日本には良いものが沢山あります。文化も精神も世界に誇るものが沢山あります。しかし無情にも世の中というものは留まることがないのです。「ゆく河の流れは絶えずして、しかももとの水にあらず」がこの世というもの。過去に固執して「今あるものを守っていれば何とかなる」という事は、あり得ないのです。常に創り出して行くからこそ文化として成り立ち、その精神が社会を発展に導き、文化として受け継がれてゆくのです。永田錦心や高橋竹山が居なかったら、今津軽三味線も薩摩琵琶も無かったでしょう。
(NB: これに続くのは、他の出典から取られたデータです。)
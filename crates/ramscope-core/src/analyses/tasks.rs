//! Task dump: every process and thread with state, priority, scheduling
//! timestamps and a full unwound backtrace.

use tracing::warn;

use super::{emit_backtrace, task_offsets, walk_processes, walk_threads};
use crate::debuginfo::TaskOffsets;
use crate::error::Result;
use crate::report::ReportSink;
use crate::session::Session;
use crate::types::{task_state_char, TaskHandle};

const TASK_COMM_LEN: usize = 16;

/// Fields of one thread record, read out of the image.
pub struct ThreadRecord
{
    pub task: TaskHandle,
    pub name: String,
    pub pid: i32,
    pub prio: i32,
    pub cpu: Option<u32>,
    pub state: u64,
    pub state_char: char,
    pub exit_state: Option<u64>,
    pub stack_base: Option<u64>,
    pub affinity: Option<u64>,
    /// Nanoseconds; zero when the build lacks the field.
    pub last_enqueued_ns: u64,
    pub last_sleep_ns: u64,
}

/// Read a thread's record. `None` marks a record too corrupt to report.
pub(crate) fn read_thread(session: &Session, offsets: &TaskOffsets, task: TaskHandle) -> Option<ThreadRecord>
{
    let mem = session.mem();
    let base = task.addr();

    let name = mem.read_cstring(base + offsets.comm, TASK_COMM_LEN)?;
    if name.is_empty() {
        return None;
    }
    // prio is a plain int and can be negative for deadline tasks.
    let prio = mem.read_u32(base + offsets.prio)? as i32;
    let pid = mem.read_u32(base + offsets.pid)? as i32;
    let state = mem.read_word(base + offsets.state)?;

    let read_ns = |offset: Option<u64>| {
        offset
            .and_then(|off| mem.read_u64(base + off))
            .unwrap_or(0)
    };

    Some(ThreadRecord {
        task,
        name,
        pid,
        prio,
        cpu: session.task_cpu(task),
        state,
        state_char: task_state_char(state),
        exit_state: offsets
            .exit_state
            .and_then(|off| mem.read_u32(base + off))
            .map(u64::from),
        stack_base: mem.read_word(base + offsets.stack),
        affinity: offsets.affinity.and_then(|off| mem.read_u64(base + off)),
        last_enqueued_ns: read_ns(offsets.last_enqueued_ts),
        last_sleep_ns: read_ns(offsets.last_sleep_ts),
    })
}

fn seconds(ns: u64) -> f64
{
    ns as f64 / 1_000_000_000.0
}

/// Dump every task with its backtrace.
///
/// `out` receives the full report; `highlight` receives only the runnable
/// and uninterruptible-sleep tasks, the ones that usually explain a hang.
pub fn dump_tasks(session: &Session, out: &mut dyn ReportSink, highlight: &mut dyn ReportSink) -> Result<()>
{
    let offsets = task_offsets(session)?;
    let processes = walk_processes(session)?;

    highlight.line("=====List of all running and uninterruptible sleep processes====");

    for process in &processes.nodes {
        let threads = walk_threads(session, *process)?;
        let mut first = true;
        for thread in &threads.nodes {
            let task = TaskHandle::new(*thread);
            let Some(record) = read_thread(session, offsets, task) else {
                warn!("unreadable task record at {task}");
                continue;
            };

            if first {
                out.line(&format!(
                    "Process: {}, [affinity: 0x{:x}] cpu: {} pid: {} start: 0x{:x}",
                    record.name,
                    record.affinity.unwrap_or(0),
                    record.cpu.unwrap_or(0),
                    record.pid,
                    record.task.addr().value()
                ));
                out.line("=====================================================");
                first = false;
            }

            out.line(&format!(
                "    Task name: {} pid: {} cpu: {} prio: {} start: {:x}",
                record.name,
                record.pid,
                record.cpu.unwrap_or(0),
                record.prio,
                record.task.addr().value()
            ));
            out.line(&format!(
                "    state: 0x{:x}[{}] exit_state: 0x{:x} stack base: 0x{:x}",
                record.state,
                record.state_char,
                record.exit_state.unwrap_or(0),
                record.stack_base.unwrap_or(0)
            ));
            out.line(&format!(
                "    Last_enqueued_ts:{:18.9} Last_sleep_ts:{:18.9}",
                seconds(record.last_enqueued_ns),
                seconds(record.last_sleep_ns)
            ));
            out.line("    Stack:");
            if let Some(frame) = session.saved_frame(task) {
                emit_backtrace(session, frame, "    ", out);
            } else {
                out.line("    (no saved context)");
            }
            out.line("=======================================================");

            // Anything not in plain interruptible sleep is highlight
            // material.
            if record.state != 1 {
                highlight.line(&format!(
                    "PID {:6} cpu {} state {:>4} hex 0x{:06x} start 0x{:x} comm {}",
                    record.pid,
                    record.cpu.unwrap_or(0),
                    record.state_char,
                    record.state,
                    record.task.addr().value(),
                    record.name
                ));
                if let Some(frame) = session.saved_frame(task) {
                    emit_backtrace(session, frame, "    ", highlight);
                }
            }
        }

        if let Some(reason) = &threads.corruption {
            out.line(&format!("!!!! Cycle in thread group! The list is corrupt! ({reason})"));
        }
    }

    if !processes.complete {
        out.line("!!! Cycle in task list! The list is corrupt!");
        out.line("!!! Some tasks may be missing from this report");
    }

    Ok(())
}

/// Per-cpu scheduling statistics, sorted by last arrival time.
///
/// Emitted only when the build carries `sched_info` accounting.
pub fn dump_sched_stats(session: &Session, out: &mut dyn ReportSink) -> Result<()>
{
    let offsets = task_offsets(session)?;
    let Some(sched_info) = offsets.sched_info else {
        out.line("sched_info accounting not present in this build");
        return Ok(());
    };

    let mem = session.mem();
    let processes = walk_processes(session)?;
    let cpus = session.num_cpus().unwrap_or(1).max(1);
    let mut per_cpu: Vec<Vec<(ThreadRecord, u64, u64, u64, u64)>> = (0..cpus).map(|_| Vec::new()).collect();
    let mut truncated = !processes.complete;

    for process in &processes.nodes {
        let threads = walk_threads(session, *process)?;
        truncated |= !threads.complete;
        for thread in &threads.nodes {
            let task = TaskHandle::new(*thread);
            let Some(record) = read_thread(session, offsets, task) else {
                truncated = true;
                continue;
            };
            let base = task.addr();
            let last_arrival = mem.read_u64(base + sched_info.last_arrival).unwrap_or(0);
            let last_queued = mem.read_u64(base + sched_info.last_queued).unwrap_or(0);
            let run_delay = mem.read_u64(base + sched_info.run_delay).unwrap_or(0);
            let pcount = mem.read_word(base + sched_info.pcount).unwrap_or(0);
            let cpu = record.cpu.unwrap_or(0).min(cpus.saturating_sub(1));
            per_cpu[cpu as usize].push((record, last_arrival, last_queued, run_delay, pcount));
        }
    }

    for (cpu, mut rows) in per_cpu.into_iter().enumerate() {
        rows.sort_by(|a, b| b.1.cmp(&a.1));
        out.line(&format!("CPU {cpu}"));
        if truncated {
            out.line("!!! Note: some threads may be missing");
        }
        out.line(&format!(
            "{:<17}{:>8}{:>18}{:>18}{:>18}{:>17} {:>8}{:>8}{:>18}{:>18}",
            "Task name",
            "PID",
            "Exec_Started_at",
            "Last_Queued_at",
            "Total_wait_time",
            "No_of_times_exec",
            "Prio",
            "State",
            "Last_enqueued_ts",
            "Last_sleep_ts"
        ));
        for (record, last_arrival, last_queued, run_delay, pcount) in rows {
            out.line(&format!(
                "{:<17}{:8}{:18.9}{:18.9}{:18.9}{:17}{:8}{:>9}{:18.9}{:18.9}",
                record.name,
                record.pid,
                seconds(last_arrival),
                seconds(last_queued),
                seconds(run_delay),
                pcount,
                record.prio,
                record.state_char,
                seconds(record.last_enqueued_ns),
                seconds(record.last_sleep_ns)
            ));
        }
    }

    Ok(())
}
人と距離を取り、群れないで個人として生かざるを得ない時代になると、これまでのやり方も考え方も通用しません。しかし人間としての核の部分は揺るがない。キリスト教的に言えば、神やイエスと自分との間にぶれがないという事でしょうか。そこを今一度見つめ直す時期に来たという事だと思います。正に今はそうした核となるものとの「再会」の時期ともいえるのではないでしょうか。幸か不幸か私達はもう強制的に「変わらなくては生きて行けない」場所に立たされてしまったのです。残念ながら、まだ〇〇〇マスクを児童生徒に強要するような、権力に盲従する例が散発的にニュースで流れていますが、今こそ振り返り、何が大切なものなのかを見つめて、大切なものとの「再会」をして、これからの生き方を模索し、大切な核を持って生きて行きたいですね。

一年ぶりに素敵な再会をさせていただきました。